Top 5 tips before running a marathon

By Sean Fontana

It’s almost here, the race we’ve been spending quite a few months training our body and mind to be prepared for the 26.2mile distance, the London Marathon! In this blog I’ll be looking to share my top tips on nutrition and some of my key marathon training sessions as we approach the London marathon. The most important thing is that you find what works best for you, in your nutrition and your training. Don't fall into the trap of doing the same cookie cutter training sessions as your friends if you feel they aren’t working for you, either too long in volume or too intense in speed work. You have to find the right balance between you getting to the start line fit and in one piece with the right nutrition strategies to optimise training and race day performance.

1. Staying Injury Free

This is the most important advice I tell the athletes I coach, we have to listen to our body and allow our physiology to absorb the hard work and mileage we’re putting through our muscles, tendons, ligaments and bones on a weekly basis. How we do that is by understanding when to push hard and when to ease back and recover during our marathon training cycle. Usually I will implement a three week up and one week down approach. This means the training will create a state of fatigue and stimulus to the physiology over a three week period followed by a regeneration week that allows the body a lighter week to absorb all the great work they've done over the three weeks and allow the body to dip in and out of the super compensation curve in a periodised fashion. This allows us to avoid physical and mental burnout throughout the marathon cycle. I will also recommend a supplement like Joint-4, that I take on a daily basis, to help promote faster healing of the bones, tendons and ligaments from the constant impact that road running brings on the body.

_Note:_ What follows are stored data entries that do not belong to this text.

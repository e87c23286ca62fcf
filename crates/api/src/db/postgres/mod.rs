//! `PostgreSQL` implementation of the store traits.
//!
//! Queries are checked at runtime with `query_as` and `FromRow` row types;
//! each row type converts into its domain model and reports unparseable
//! columns as `RepositoryError::DataCorruption`.

mod cars;
mod test_drives;
mod users;

use async_trait::async_trait;
use sqlx::PgPool;

use super::{RepositoryError, Store};

/// Store backed by a `PostgreSQL` pool.
#[derive(Clone)]
pub struct PgStore {
    pool: PgPool,
}

impl PgStore {
    /// Wrap a connection pool.
    #[must_use]
    pub const fn new(pool: PgPool) -> Self {
        Self { pool }
    }

    /// The underlying pool.
    #[must_use]
    pub const fn pool(&self) -> &PgPool {
        &self.pool
    }
}

#[async_trait]
impl Store for PgStore {
    async fn ping(&self) -> Result<(), RepositoryError> {
        sqlx::query("SELECT 1").execute(&self.pool).await?;
        Ok(())
    }
}

/// Escape `LIKE` metacharacters so user text matches literally.
fn escape_like(s: &str) -> String {
    let mut escaped = String::with_capacity(s.len());
    for c in s.chars() {
        if matches!(c, '\\' | '%' | '_') {
            escaped.push('\\');
        }
        escaped.push(c);
    }
    escaped
}
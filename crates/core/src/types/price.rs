//! Listing price using decimal arithmetic.

use std::str::FromStr;

use rust_decimal::Decimal;
use serde::{Deserialize, Serialize};

/// Errors that can occur when parsing a [`Price`].
#[derive(Debug, Clone, PartialEq, Eq, thiserror::Error)]
pub enum PriceError {
    /// Not a decimal number.
    #[error("price must be a number")]
    NotANumber,
    /// Zero or negative.
    #[error("price must be greater than zero")]
    NotPositive,
    /// Above what a `NUMERIC(12, 2)` column holds.
    #[error("price must be at most 9999999999.99")]
    TooLarge,
}

/// Asking price of a listing, in the marketplace currency (USD).
///
/// Serialized as a decimal string to avoid float rounding on the wire.
#[derive(Debug, Clone, Copy, PartialEq, Eq, PartialOrd, Ord, Serialize, Deserialize)]
#[serde(transparent)]
pub struct Price(Decimal);

impl Price {
    /// Largest storable amount, 9,999,999,999.99.
    pub const MAX: Decimal = Decimal::from_parts(3_567_587_327, 232, 0, false, 2);

    /// Create a price rounded to cents, rejecting zero, negative and
    /// oversized amounts.
    ///
    /// # Errors
    ///
    /// Returns `PriceError::NotPositive` if `amount <= 0` and
    /// `PriceError::TooLarge` if the rounded amount exceeds [`Price::MAX`].
    pub fn new(amount: Decimal) -> Result<Self, PriceError> {
        if amount <= Decimal::ZERO {
            return Err(PriceError::NotPositive);
        }
        let amount = amount.round_dp(2);
        if amount > Self::MAX {
            return Err(PriceError::TooLarge);
        }
        Ok(Self(amount))
    }

    /// The underlying amount.
    #[must_use]
    pub const fn amount(&self) -> Decimal {
        self.0
    }
}

impl FromStr for Price {
    type Err = PriceError;

    fn from_str(s: &str) -> Result<Self, Self::Err> {
        let amount = Decimal::from_str(s.trim()).map_err(|_| PriceError::NotANumber)?;
        Self::new(amount)
    }
}

impl std::fmt::Display for Price {
    fn fmt(&self, f: &mut std::fmt::Formatter<'_>) -> std::fmt::Result {
        write!(f, "${:.2}", self.0)
    }
}

#[cfg(test)]
#[allow(clippy::unwrap_used)]
mod tests {
    use super::*;

    #[test]
    fn test_parse_rounds_to_cents() {
        let price: Price = "18999.999".parse().unwrap();
        assert_eq!(price.amount(), Decimal::new(1_900_000, 2));
        assert_eq!(price.to_string(), "$19000.00");
    }

    #[test]
    fn test_parse_rejects_invalid() {
        assert_eq!("free".parse::<Price>(), Err(PriceError::NotANumber));
        assert_eq!("0".parse::<Price>(), Err(PriceError::NotPositive));
        assert_eq!("-5".parse::<Price>(), Err(PriceError::NotPositive));
    }

    #[test]
    fn test_price_fits_numeric_column() {
        assert_eq!(Price::MAX, Decimal::new(999_999_999_999, 2));
        let top: Price = "9999999999.99".parse().unwrap();
        assert_eq!(top.amount(), Price::MAX);
        assert_eq!("10000000000".parse::<Price>(), Err(PriceError::TooLarge));
        // Rounds up past the maximum.
        assert_eq!("9999999999.995".parse::<Price>(), Err(PriceError::TooLarge));
    }
}
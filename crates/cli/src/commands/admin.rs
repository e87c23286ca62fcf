//! Admin account commands.
//!
//! The API never accepts a role from clients, so admins are made here.
//!
//! # Usage
//!
//! ```bash
//! carmart admin promote -e owner@example.com
//! carmart admin create -e admin@example.com -n "Admin Name" -p 'long password'
//! ```

use carmart_api::db::{PgStore, RepositoryError, UserStore};
use carmart_api::services::auth::{AuthError, AuthService, Registration};
use carmart_core::{Email, Role, UserId};
use thiserror::Error;

use super::CommandError;

/// Errors that can occur during admin operations.
#[derive(Debug, Error)]
pub enum AdminError {
    #[error(transparent)]
    Connect(#[from] CommandError),

    /// Invalid email.
    #[error("Invalid email: {0}")]
    InvalidEmail(String),

    /// No account has the email.
    #[error("No account with email: {0}")]
    UnknownUser(String),

    /// Account creation failed.
    #[error("Could not create account: {0}")]
    Auth(#[from] AuthError),

    /// Store error.
    #[error("Database error: {0}")]
    Repository(#[from] RepositoryError),
}

/// Grant the admin role to an existing account.
///
/// # Errors
///
/// Returns an error if the email is invalid or unknown.
pub async fn promote(email: &str) -> Result<(), AdminError> {
    let email = Email::parse(email).map_err(|_| AdminError::InvalidEmail(email.to_owned()))?;
    let store = PgStore::new(super::connect().await?);

    let user = store
        .set_user_role(&email, Role::Admin)
        .await
        .map_err(|e| match e {
            RepositoryError::NotFound => AdminError::UnknownUser(email.to_string()),
            other => AdminError::Repository(other),
        })?;

    tracing::info!("Promoted {} (ID: {}) to admin", user.email, user.id);
    Ok(())
}

/// Create a new account with the admin role.
///
/// # Returns
///
/// The ID of the created account.
///
/// # Errors
///
/// Returns an error if validation fails or the email is already registered.
pub async fn create_user(email: &str, name: &str, password: &str) -> Result<UserId, AdminError> {
    let store = PgStore::new(super::connect().await?);

    tracing::info!("Creating admin account: {}", email);
    let user = AuthService::new(&store)
        .create_account(
            Registration {
                name: Some(name.to_owned()),
                email: Some(email.to_owned()),
                password: Some(password.to_owned()),
                phone_number: None,
                address: None,
            },
            Role::Admin,
        )
        .await?;

    tracing::info!(
        "Admin account created successfully! ID: {}, Email: {}",
        user.id,
        user.email
    );
    Ok(user.id)
}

2. Practice Your Fuelling Throughout Training Sessions

This is a big one! I see most people training with just water on their marathon training sessions or possibly nothing at al, and then expect the body to be okay consuming gels, energy bars, water, caffeine and energy drinks along the marathon course, only to then be left half way through the race with gastrointestinal issues which prevent them from achieving their predicted time they've been working so hard for. We have to not only train our body and minds but we also have to train our gut to tolerate the fuel we would like to consume come race day. This can be difficult is you’re going out a run and no-one is running or cycling beside you but maybe you can either very kindly ask a friend or family member to cycle beside you on a marathon session day or long run day and practice taking on fuel at marathon race pace to see how your gut responds to the fuel you’re putting in, especially at marathon pace. If you can’t get someone to run or cycle beside you to carry your gels or drinks maybe look at a loop you could do and place your drinks and gels on the loop so you can run past and conveniently grab. I know this may sound like a lot to ask but this can make or break your marathon day if your gut can’t tolerate the fuel you’re putting into it.

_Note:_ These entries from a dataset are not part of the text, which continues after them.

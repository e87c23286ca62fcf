//! Account roles.

use serde::{Deserialize, Serialize};

/// Error returned when a role string is not recognized.
#[derive(Debug, Clone, PartialEq, Eq, thiserror::Error)]
#[error("invalid role: {0} (expected user or admin)")]
pub struct RoleError(pub String);

/// Marketplace account role.
///
/// Every registration starts as [`Role::User`]. Admins are promoted out of
/// band via the CLI; the API never accepts a role from request input.
#[derive(Debug, Clone, Copy, PartialEq, Eq, Hash, Serialize, Deserialize, Default)]
#[serde(rename_all = "snake_case")]
pub enum Role {
    /// Regular buyer/seller account.
    #[default]
    User,
    /// Platform administrator: may review everything and manage any booking.
    Admin,
}

impl Role {
    /// The persisted/serialized form of the role.
    #[must_use]
    pub const fn as_str(self) -> &'static str {
        match self {
            Self::User => "user",
            Self::Admin => "admin",
        }
    }

    /// Whether this role grants administrator privileges.
    #[must_use]
    pub const fn is_admin(self) -> bool {
        matches!(self, Self::Admin)
    }
}

impl std::fmt::Display for Role {
    fn fmt(&self, f: &mut std::fmt::Formatter<'_>) -> std::fmt::Result {
        f.write_str(self.as_str())
    }
}

impl std::str::FromStr for Role {
    type Err = RoleError;

    fn from_str(s: &str) -> Result<Self, Self::Err> {
        match s {
            "user" => Ok(Self::User),
            "admin" => Ok(Self::Admin),
            _ => Err(RoleError(s.to_owned())),
        }
    }
}
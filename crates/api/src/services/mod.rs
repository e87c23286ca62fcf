//! Business logic, independent of HTTP.
//!
//! Services borrow the store (and whatever else they need) from application
//! state for the duration of one request.

pub mod admin;
pub mod auth;
pub mod booking;
pub mod images;
pub mod listings;
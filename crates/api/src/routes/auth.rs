//! Registration, login and logout.

use axum::{
    extract::State,
    http::{StatusCode, header::SET_COOKIE},
    response::{IntoResponse, Response},
};
use serde::Deserialize;

use crate::error::{ApiJson, Result, add_breadcrumb, clear_sentry_user, message, set_sentry_user};
use crate::middleware::{RequireAuth, clear_token_cookie, token_cookie};
use crate::models::{User, UserProfile};
use crate::services::auth::{AuthService, Registration};
use crate::state::AppState;

/// Registration body. The role is never accepted from clients.
#[derive(Debug, Deserialize)]
#[serde(rename_all = "camelCase")]
pub struct RegisterRequest {
    pub name: Option<String>,
    pub email: Option<String>,
    pub password: Option<String>,
    pub phone_number: Option<String>,
    pub address: Option<String>,
}

/// Login body.
#[derive(Debug, Deserialize)]
pub struct LoginRequest {
    pub email: Option<String>,
    pub password: Option<String>,
}

/// POST /api/auth/register
///
/// # Errors
///
/// 400 for invalid input, 409 if the email is taken.
pub async fn register(
    State(state): State<AppState>,
    ApiJson(body): ApiJson<RegisterRequest>,
) -> Result<Response> {
    let user = AuthService::new(state.store())
        .register(Registration {
            name: body.name,
            email: body.email,
            password: body.password,
            phone_number: body.phone_number,
            address: body.address,
        })
        .await?;

    add_breadcrumb("auth", "Registered", None);
    signed_in(&state, &user, StatusCode::CREATED)
}

/// POST /api/auth/login
///
/// # Errors
///
/// 400 if a field is missing, 401 for wrong credentials.
pub async fn login(
    State(state): State<AppState>,
    ApiJson(body): ApiJson<LoginRequest>,
) -> Result<Response> {
    let user = AuthService::new(state.store())
        .login(body.email, body.password)
        .await?;

    tracing::info!(user_id = %user.id, "User logged in");
    signed_in(&state, &user, StatusCode::OK)
}

/// GET|POST /api/auth/logout
///
/// # Errors
///
/// Only if the clearing cookie cannot be built.
pub async fn logout(State(state): State<AppState>) -> Result<Response> {
    clear_sentry_user();
    let cookie = clear_token_cookie(state.config().secure_cookies())?;
    Ok(([(SET_COOKIE, cookie)], message("Logged out successfully")).into_response())
}

/// GET /api/auth/profile
///
/// # Errors
///
/// 401 without a valid credential.
pub async fn profile(
    State(state): State<AppState>,
    RequireAuth(identity): RequireAuth,
) -> Result<ApiJson<UserProfile>> {
    let user = AuthService::new(state.store()).get_user(identity.id).await?;
    Ok(ApiJson(UserProfile::from(&user)))
}

/// Issue a token cookie and respond with the profile.
fn signed_in(state: &AppState, user: &User, status: StatusCode) -> Result<Response> {
    let token = state.tokens().issue(user.id)?;
    let cookie = token_cookie(&token, state.config().secure_cookies())?;
    set_sentry_user(&user.id, Some(user.email.as_str()));

    Ok((status, [(SET_COOKIE, cookie)], ApiJson(UserProfile::from(user))).into_response())
}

I like to pre-load my fuelling by sipping on some Fuel-5 the morning of the marathon session or race with breakfast and a coffee.  Then after my warm-up I like to consume one citrus flavoured Xedurance gel to have the carbs already starting to get to work in my system and have the glucose readily available for my muscles to use.

Around the 5 mile/8km point in a race or training session I will have 200ml of Fuel-5, 10 mile/16km point a berry flavoured Xendurance gel, 15 mile/ 24km point 200ml of Fuel-5, 20 mile/32km point Xendurance citrus flavoured gel and a few more sips of Fuel-5 before looking to run hard over the last 10km. In the last 10km I will possibly just have a few sips of water/Xendurance Hydro as I have pre-loaded my carbohydrates at each point in the marathon session or race that I will have enough blood glucose and muscle glycogen sparing that will take me to the finish line without hitting “the wall.”

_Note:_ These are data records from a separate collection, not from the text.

//! HTTP routes for the marketplace API.
//!
//! # Route Structure
//!
//! ```text
//! GET  /health                      - Liveness
//! GET  /health/ready                - Store reachable
//! GET  /uploads/{public_id}         - Listing photos
//!
//! # Auth (rate limited)
//! POST /api/auth/register           - Create account, set cookie
//! POST /api/auth/login              - Sign in, set cookie
//! GET|POST /api/auth/logout         - Clear cookie
//! GET  /api/auth/profile            - Current account
//!
//! # Users
//! GET|PUT|DELETE /api/users/profile - Own profile
//!
//! # Cars
//! GET  /api/cars                    - All listings
//! POST /api/cars                    - Create listing (multipart)
//! GET  /api/cars/my                 - Own listings
//! POST /api/cars/search-by-image    - Find similar listings (multipart)
//! GET  /api/cars/{id}               - One listing
//! GET  /api/cars/{id}/contact       - Seller contact details
//!
//! # Test drives
//! POST /api/testdrives              - Book a slot
//! GET  /api/testdrives/my           - Own bookings
//! PUT  /api/testdrives/{id}         - Change status
//!
//! # Admin
//! GET  /api/admin/analytics
//! GET  /api/admin/cars
//! GET  /api/admin/users
//! GET  /api/admin/testdrives
//! ```

pub mod admin;
pub mod auth;
pub mod cars;
pub mod test_drives;
pub mod users;

use axum::{
    Router,
    extract::{DefaultBodyLimit, Request, State},
    http::{
        Method, StatusCode,
        header::{AUTHORIZATION, CONTENT_TYPE},
    },
    middleware::from_fn,
    routing::{get, post, put},
};
use tower_http::{cors::CorsLayer, services::ServeDir, trace::TraceLayer};

use crate::error::AppError;
use crate::middleware::{auth_rate_limiter, request_id_middleware, security_headers_middleware};
use crate::services::images::{MAX_IMAGE_BYTES, UPLOADS_PATH};
use crate::services::listings::MAX_IMAGES;
use crate::state::AppState;

/// Largest multipart body accepted on listing routes.
const CARS_BODY_LIMIT: usize = MAX_IMAGES * MAX_IMAGE_BYTES + 1024 * 1024;

/// Create the auth routes router.
pub fn auth_routes(rate_limited: bool) -> Router<AppState> {
    let router = Router::new()
        .route("/register", post(auth::register))
        .route("/login", post(auth::login))
        .route("/logout", get(auth::logout).post(auth::logout))
        .route("/profile", get(auth::profile));

    if rate_limited {
        router.layer(auth_rate_limiter())
    } else {
        router
    }
}

/// Create the user routes router.
pub fn user_routes() -> Router<AppState> {
    Router::new().route(
        "/profile",
        get(users::show).put(users::update).delete(users::delete),
    )
}

/// Create the car routes router.
pub fn car_routes() -> Router<AppState> {
    Router::new()
        .route("/", get(cars::index).post(cars::create))
        .route("/my", get(cars::mine))
        .route("/search-by-image", post(cars::search_by_image))
        .route("/{id}", get(cars::show))
        .route("/{id}/contact", get(cars::contact))
        .layer(DefaultBodyLimit::max(CARS_BODY_LIMIT))
}

/// Create the test-drive routes router.
pub fn test_drive_routes() -> Router<AppState> {
    Router::new()
        .route("/", post(test_drives::create))
        .route("/my", get(test_drives::mine))
        .route("/{id}", put(test_drives::update_status))
}

/// Create the admin routes router.
pub fn admin_routes() -> Router<AppState> {
    Router::new()
        .route("/analytics", get(admin::analytics))
        .route("/cars", get(admin::cars))
        .route("/users", get(admin::users))
        .route("/testdrives", get(admin::test_drives))
}

/// Create all `/api` routes.
pub fn api_routes(rate_limited: bool) -> Router<AppState> {
    Router::new()
        .nest("/auth", auth_routes(rate_limited))
        .nest("/users", user_routes())
        .nest("/cars", car_routes())
        .nest("/testdrives", test_drive_routes())
        .nest("/admin", admin_routes())
}

/// Build the complete application with its middleware stack.
pub fn app(state: AppState) -> Router {
    let cors = CorsLayer::new()
        .allow_origin(state.config().cors_origin.clone())
        .allow_credentials(true)
        .allow_methods([Method::GET, Method::POST, Method::PUT, Method::DELETE])
        .allow_headers([CONTENT_TYPE, AUTHORIZATION]);

    let trace = TraceLayer::new_for_http().make_span_with(|request: &Request| {
        tracing::info_span!(
            "request",
            method = %request.method(),
            uri = %request.uri(),
            request_id = tracing::field::Empty,
            user_id = tracing::field::Empty,
        )
    });

    Router::new()
        .route("/health", get(health))
        .route("/health/ready", get(readiness))
        .nest("/api", api_routes(state.config().rate_limit))
        .nest_service(UPLOADS_PATH, ServeDir::new(state.images().dir()))
        .fallback(not_found)
        .layer(from_fn(security_headers_middleware))
        .layer(cors)
        .layer(from_fn(request_id_middleware))
        .layer(trace)
        .with_state(state)
        // Sentry layers (outermost for full request coverage)
        .layer(sentry_tower::NewSentryLayer::new_from_top())
        .layer(sentry_tower::SentryHttpLayer::new().enable_transaction())
}

/// Liveness health check endpoint.
///
/// Returns "ok" if the server is running. Does not check dependencies.
async fn health() -> &'static str {
    "ok"
}

/// Readiness health check endpoint.
///
/// Returns 503 Service Unavailable if the store is not reachable.
async fn readiness(State(state): State<AppState>) -> StatusCode {
    match state.store().ping().await {
        Ok(()) => StatusCode::OK,
        Err(e) => {
            tracing::warn!(error = %e, "Readiness check failed");
            StatusCode::SERVICE_UNAVAILABLE
        }
    }
}

async fn not_found() -> AppError {
    AppError::NotFound("Not found".to_string())
}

So in total I will consume 3 gels and around 1000ml/1ltr of Fuel-5 with around 200ml of water/Hydro during warm up to crossing the 26.2mile finishing line. Some people may find that to be too much or too little fuel, however, you have to work out what works best for you not what works best for Eliude Kipchoge or because again everybody's fuel tolerance will be different.

3. It’s Not All About Volume

If the marathon was won by the person who just ran the most amount of miles on Strava then the outcome of marathon winners would be completely different to who is winning just now. I know as endurance athletes we sometimes get a bit caught up in the miles/volume and what our weekly Garmin or Strava apps tell us. We can get a bit OCD about always trying to run one mile longer each week on our long run and running more miles in a week than our previous week because ultimately that's what we think is progress but is it really the only way to make progress in your running?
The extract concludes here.